Antwort auf: Enja Records

#12304929  | PERMALINK

gypsy-tail-wind
Moderator
Biomasse

Registriert seit: 25.01.2010

Beiträge: 67,736

Ed Blackwell Project – „What It Is?“ | Nicht konstatierend What It Is wie bei Mal Waldron, sondern mit Fragezeichen dieses Mal – und das passt, denn dieses phänomenale Quartett ist auf der Suche. Graham Haynes (cor), Carlos Ward (as/fl), Mark Helias (b) und Ed Blackwell (d) wurden am 8. August 1992 im Yoshi’s in Oakland live aufgenommen. Fast auf den Tag zwei Monate vor seinem Tod (7. Oktober 1992, geboren wurde er am 10. Oktober 1929) trat Ed Blackwell zum ersten Mal als Leader in Kaliforniern auf – es blieb sein letzter Gig, schon davor hatte er wegen gesundheitlicher Probleme Auftritte absagen müssen. Zum Glück nicht diesen einen beim Eddie Moore Festival in Oakland. Moore war 1990 während eines Gigs gestorben – und er war der Drummer, der bei Dewey Redman einsprang, wenn Blackwell verhindert war – und umgekehrt, denn sie beide spielten regelmässig mit Redman. Die Organisatorin des Festivals, Jessica Felix, traf in der Küche (aka Backstage-Bereich) des Village Vanguard zufällig auf Blackwell und fragte ihn, ob er beim Festival auftreten wolle. „He was very sick […], but he said he had hear about the festival. When I asked if he’d come out, he said, ‚Yeah, for Eddie, I will'“. Das Festival dauerte eine Woche, es spielten u.a. Lester Bowie, George Cables, Tootie Heath oder James Newton, aber Blackwell war der Headliner am Samstagabend. David Rubien beschreib in den Liner Notes (März 1993) die Atmosphäre im Yoshi’s:

So by the time Blackwell approached the bandstand, helped by his manager Kunle Mwanga, the club was hushed. Cocktail glass clanking was minimal and few patrons were smoking. A thick sense of reverence hung over the scene, which seemed to witness the ascension of a saint. The apostels had already been on stage for quite some time, waiting. Carlos Ward, stationed next to his alto saxophone and flute, seemed meditative, lost in concentration. The handsome Mark Helias, looking almost Keroucian [sic], held his bass and gazed inscrutably at the audience. Trumpeter Graham Haynes was nattily dressed and cherubic.

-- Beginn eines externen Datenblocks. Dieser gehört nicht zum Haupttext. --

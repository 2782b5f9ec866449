//! The session engine: owns the state, feeds events through [`transition`]
//! and runs the resulting effects.

use std::sync::Arc;

use tokio::task::JoinHandle;

use repset_model::{Routine, RoutineSession, SessionSettings};
use repset_normalization::parse_f64;
use repset_persistence::{PersistenceError, WorkoutStore, find_routine};

use super::machine::{SessionEffect, SessionEvent, transition};
use super::state::SessionState;
use super::summary::SessionSummaryBuilder;
use super::timer::{Countdown, TimerToken};
use crate::collaborators::{
    ExerciseCatalog, Feedback, LogNotifier, NoFeedback, Notice, Notifier, SettingsProvider,
    StaticCatalog,
};

/// Collaborators a session needs.
#[derive(Clone)]
pub struct SessionDeps {
    pub store: Arc<dyn WorkoutStore>,
    pub settings: Arc<dyn SettingsProvider>,
    pub catalog: Arc<dyn ExerciseCatalog>,
    pub feedback: Arc<dyn Feedback>,
    pub notifier: Arc<dyn Notifier>,
}

impl SessionDeps {
    /// Default settings, an empty catalog, no feedback, log-only notices.
    pub fn new(store: Arc<dyn WorkoutStore>) -> Self {
        Self {
            store,
            settings: Arc::new(SessionSettings::default()),
            catalog: Arc::new(StaticCatalog::new()),
            feedback: Arc::new(NoFeedback),
            notifier: Arc::new(LogNotifier),
        }
    }

    pub fn with_settings(mut self, settings: Arc<dyn SettingsProvider>) -> Self {
        self.settings = settings;
        self
    }

    pub fn with_catalog(mut self, catalog: Arc<dyn ExerciseCatalog>) -> Self {
        self.catalog = catalog;
        self
    }

    pub fn with_feedback(mut self, feedback: Arc<dyn Feedback>) -> Self {
        self.feedback = feedback;
        self
    }

    pub fn with_notifier(mut self, notifier: Arc<dyn Notifier>) -> Self {
        self.notifier = notifier;
        self
    }
}

/// Outcome of saving the summary.
pub type PersistOutcome = Result<(), PersistenceError>;

/// Saving of a finished session's summary.
enum Persistence {
    /// No runtime was available when the session finished.
    Queued(RoutineSession),
    Running(JoinHandle<PersistOutcome>),
}

/// A running workout session.
///
/// All operations are total: with no routine, after cancellation or in the
/// wrong phase they do nothing.
pub struct SessionEngine {
    deps: SessionDeps,
    routine: Option<Routine>,
    state: Option<SessionState>,
    countdown: Countdown,
    summary: Option<RoutineSession>,
    persistence: Option<Persistence>,
}

impl SessionEngine {
    /// Look up `routine_id` and start a session on it.
    ///
    /// A missing routine or a failed lookup leaves the engine without a
    /// routine.
    pub async fn load(deps: SessionDeps, routine_id: &str) -> Self {
        match find_routine(deps.store.as_ref(), routine_id).await {
            Ok(Some(routine)) => Self::from_routine(deps, routine),
            Ok(None) => {
                tracing::warn!(routine_id, "routine not found");
                Self::unresolved(deps)
            }
            Err(error) => {
                tracing::warn!(routine_id, %error, "routine lookup failed");
                Self::unresolved(deps)
            }
        }
    }

    /// Start a session on an already loaded routine.
    pub fn from_routine(deps: SessionDeps, mut routine: Routine) -> Self {
        let before = routine.exercises.len();
        routine.exercises.retain(|exercise| !exercise.series.is_empty());
        if routine.exercises.len() < before {
            tracing::warn!(
                routine_id = %routine.id,
                dropped = before - routine.exercises.len(),
                "skipping exercises without series"
            );
        }
        if routine.exercises.is_empty() {
            tracing::warn!(routine_id = %routine.id, "routine has no exercises");
            return Self::unresolved(deps);
        }

        let state = SessionState::start(&routine);
        let mut countdown = Countdown::new();
        if state.is_preparation() {
            countdown.arm();
        }
        tracing::info!(
            routine_id = %routine.id,
            exercises = routine.exercises.len(),
            preparation = state.preparation_time(),
            "session started"
        );

        Self {
            deps,
            routine: Some(routine),
            state: Some(state),
            countdown,
            summary: None,
            persistence: None,
        }
    }

    /// An engine with nothing to run.
    pub fn unresolved(deps: SessionDeps) -> Self {
        Self {
            deps,
            routine: None,
            state: None,
            countdown: Countdown::new(),
            summary: None,
            persistence: None,
        }
    }

    pub fn routine(&self) -> Option<&Routine> {
        self.routine.as_ref()
    }

    pub fn state(&self) -> Option<&SessionState> {
        self.state.as_ref()
    }

    pub fn routine_finished(&self) -> bool {
        self.state.as_ref().is_some_and(SessionState::routine_finished)
    }

    pub fn is_resting(&self) -> bool {
        self.state.as_ref().is_some_and(SessionState::is_resting)
    }

    pub fn is_preparation(&self) -> bool {
        self.state.as_ref().is_some_and(SessionState::is_preparation)
    }

    pub fn rest_time(&self) -> u32 {
        self.state.as_ref().map_or(0, SessionState::rest_time)
    }

    /// Summary of the finished session.
    pub fn summary(&self) -> Option<&RoutineSession> {
        self.summary.as_ref()
    }

    /// Token a tick driver must present, while a countdown is armed.
    pub fn timer_token(&self) -> Option<TimerToken> {
        self.countdown.token()
    }

    pub fn complete_current_series(&mut self) {
        let rpe_policy = self.deps.settings.rpe_policy();
        self.dispatch(SessionEvent::CompleteSeries { rpe_policy });
    }

    /// One second on the armed countdown. Ignored when nothing is armed.
    pub fn tick(&mut self) {
        if !self.countdown.is_armed() {
            tracing::trace!("tick ignored: no countdown armed");
            return;
        }
        self.dispatch(SessionEvent::Tick);
    }

    /// One second on the countdown identified by `token`.
    ///
    /// Ticks from a countdown that has since been disarmed or replaced are
    /// dropped.
    pub fn tick_with(&mut self, token: TimerToken) {
        if !self.countdown.accepts(token) {
            tracing::trace!(?token, "stale tick ignored");
            return;
        }
        self.dispatch(SessionEvent::Tick);
    }

    pub fn complete_rest(&mut self) {
        self.dispatch(SessionEvent::CompleteRest);
    }

    pub fn skip_preparation(&mut self) {
        self.dispatch(SessionEvent::SkipPreparation);
    }

    pub fn save_rpe(&mut self, value: i64) {
        self.dispatch(SessionEvent::SaveRpe(value));
    }

    /// Replace the RPE input text of the pending series.
    pub fn set_rpe_input(&mut self, text: &str) {
        if let Some(state) = self.state.as_mut()
            && state.pending_series().is_some()
        {
            state.rpe = text.to_string();
        }
    }

    /// Save the RPE input text. Unparsable text keeps the series pending.
    pub fn submit_rpe_input(&mut self) {
        let Some(text) = self.state.as_ref().map(|state| state.rpe.clone()) else {
            return;
        };
        match parse_f64(&text) {
            Some(value) => self.save_rpe(value.trunc() as i64),
            None => tracing::debug!(input = %text, "rpe input is not a number"),
        }
    }

    pub fn adjust_rest(&mut self, delta_seconds: i64) {
        self.dispatch(SessionEvent::AdjustRest(delta_seconds));
    }

    /// Lengthen the running rest by one configured step.
    pub fn extend_rest(&mut self) {
        let step = i64::from(self.deps.settings.rest_adjust_step());
        self.adjust_rest(step);
    }

    /// Shorten the running rest by one configured step.
    pub fn shorten_rest(&mut self) {
        let step = i64::from(self.deps.settings.rest_adjust_step());
        self.adjust_rest(-step);
    }

    /// Abandon the session without saving anything.
    pub fn cancel(&mut self) {
        let Some(state) = self.state.as_ref() else {
            return;
        };
        if state.routine_finished() {
            tracing::debug!("cancel ignored: session already finished");
            return;
        }
        self.countdown.disarm();
        self.state = None;
        tracing::info!(
            routine_id = self.routine.as_ref().map(|r| r.id.as_str()),
            "session cancelled"
        );
    }

    /// Wait for the summary to be saved.
    ///
    /// Returns `None` when the session has not finished or the outcome was
    /// already collected.
    pub async fn wait_for_persistence(&mut self) -> Option<PersistOutcome> {
        match self.persistence.take()? {
            Persistence::Queued(summary) => Some(
                persist_summary(
                    Arc::clone(&self.deps.store),
                    Arc::clone(&self.deps.notifier),
                    summary,
                )
                .await,
            ),
            Persistence::Running(handle) => Some(handle.await.unwrap_or_else(|error| {
                Err(PersistenceError::Unavailable(format!(
                    "persistence task failed: {error}"
                )))
            })),
        }
    }

    fn dispatch(&mut self, event: SessionEvent) {
        let (Some(routine), Some(state)) = (self.routine.as_ref(), self.state.take()) else {
            tracing::debug!(?event, "ignored: no active session");
            return;
        };

        let step = transition(state, event, routine);
        tracing::debug!(?event, phase = ?step.state.phase(), "session transition");
        self.state = Some(step.state);

        for effect in step.effects {
            self.run(effect);
        }
    }

    fn run(&mut self, effect: SessionEffect) {
        match effect {
            SessionEffect::ArmTimer => {
                self.countdown.arm();
            }
            SessionEffect::DisarmTimer => self.countdown.disarm(),
            SessionEffect::Feedback(kind) => {
                if !self.deps.settings.vibration() {
                    tracing::trace!(?kind, "feedback off");
                } else if let Err(error) = self.deps.feedback.trigger(kind) {
                    tracing::debug!(?kind, %error, "feedback failed");
                }
            }
            SessionEffect::PersistSummary => self.finish(),
        }
    }

    fn finish(&mut self) {
        let (Some(routine), Some(state)) = (self.routine.as_ref(), self.state.as_ref()) else {
            return;
        };

        let summary = SessionSummaryBuilder::new(self.deps.catalog.as_ref()).build(
            routine,
            state.completed_exercises(),
            state.timings(),
        );
        if let Err(error) = summary.totals.verify() {
            tracing::error!(%error, "session totals are inconsistent");
        }
        tracing::info!(
            session_id = %summary.id,
            routine_id = %summary.routine_id,
            series = summary.series_count,
            total_seconds = summary.totals.total_seconds,
            "session finished"
        );

        self.summary = Some(summary.clone());
        self.persistence = Some(match tokio::runtime::Handle::try_current() {
            Ok(handle) => Persistence::Running(handle.spawn(persist_summary(
                Arc::clone(&self.deps.store),
                Arc::clone(&self.deps.notifier),
                summary,
            ))),
            Err(_) => Persistence::Queued(summary),
        });
    }
}

async fn persist_summary(
    store: Arc<dyn WorkoutStore>,
    notifier: Arc<dyn Notifier>,
    summary: RoutineSession,
) -> PersistOutcome {
    match store.save_routine_session(&summary).await {
        Ok(()) => {
            notifier.notify(Notice::SessionSaved {
                session_id: summary.id,
            });
            Ok(())
        }
        Err(error) => {
            tracing::warn!(session_id = %summary.id, %error, "failed to save session");
            notifier.notify(Notice::SaveFailed {
                message: error.user_message(),
            });
            Err(error)
        }
    }
}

Natürlich stand die Frage im Raum, ob Blackwell überhaupt in der Lage sein würde, zu spielen … doch schon im Opener, „‚Nette“ von Ward, erhebt sich die Musik sofort auf ein anderes Level. Das Quartett hebt ab, versinkt tief im Groove, tiefschwarze weit ausgreifende Bass-Ostinati, suchende Soli mit unglaublichem Charme von Haynes, Wards singendes Saxophon und im dritten Stück, „Beau Regard“ (Helias), dann auch erstmals die Flöte. Das alles grundiert von diesen unverwechselbaren Beats von Blackwell, trommellastig, aufrecht, mit der beeindruckenden Haltung und Körperspannung eines Tänzers, elegant, geschmeidig und immer wieder überraschend, unerwartet, zupackend. Da sind die afrikanisch anmutenden Beats, die Rhythmen der Bands aus New Orleans. Das Drumkit klingt wahnsinnig gut, die Nuancen, die Blackwell hier zustande bringt, sind beeindruckend. „He was delivering proof right in before our eyes of Ornette Coleman’s assertion that melody, rhythm an harmony are one“, schreibt Rubien zutreffend. Wunder über Wunder entfaltet sich. Wards Saxophon in seinem Stück „Pettiford Bridge“, Haynes gestopftes Kornett oder Wards Flöte in „Beau Regard“: das sind allesamt Statements erster Güte, stets perfekt eingebettet von Helias‘ wahnsinnig schön klingendem Bass, der auch im Zusammenspiel mit Blackwell perfekt klingt (der Gedanke an Haden/Blackwell ist nicht weit, Helias/Blackwell klingen für meine Ohren absolut ebenbürtig). Die Band verfügt trotz der kleinen Besetzung über eine vielfältige Klangpalette. Der Sound von Flöte und gestopfter Trompete kommt zum Beispiel direkt nach „Beau Regard“, in „Thumbs Up“ (Helias), erneut zum Einsatz. Aber wenn Blackwell hier seine cowbell einzusetzen beginnt, ist das Gefüge gleich wieder völlig anders. Auch Helias beeindruckt immer wieder, hier mit kreisenden Linien, die er durch stotternde, scheinbar an Ort und Stelle tretende, und mit Blackwell vollkommen verschmelzende Passagen unterbricht. Blackwell spielt hier auch ein wundersames kurzes Solo und steht ihm kurzen „Mallet Song“ (Ward) erneut im Mittelpunkt. Im Closer des Albums, dem zwölfminütigen „Rosa Takes a Stand (For Rosa Parks)“ (Ward) erreicht die Band nochmal ein Plateau. Ward am Sax und Haynes am offenen Horn glänzen – und dann übernimmt Helias für ein beeindruckendes unbegleitetes Solo.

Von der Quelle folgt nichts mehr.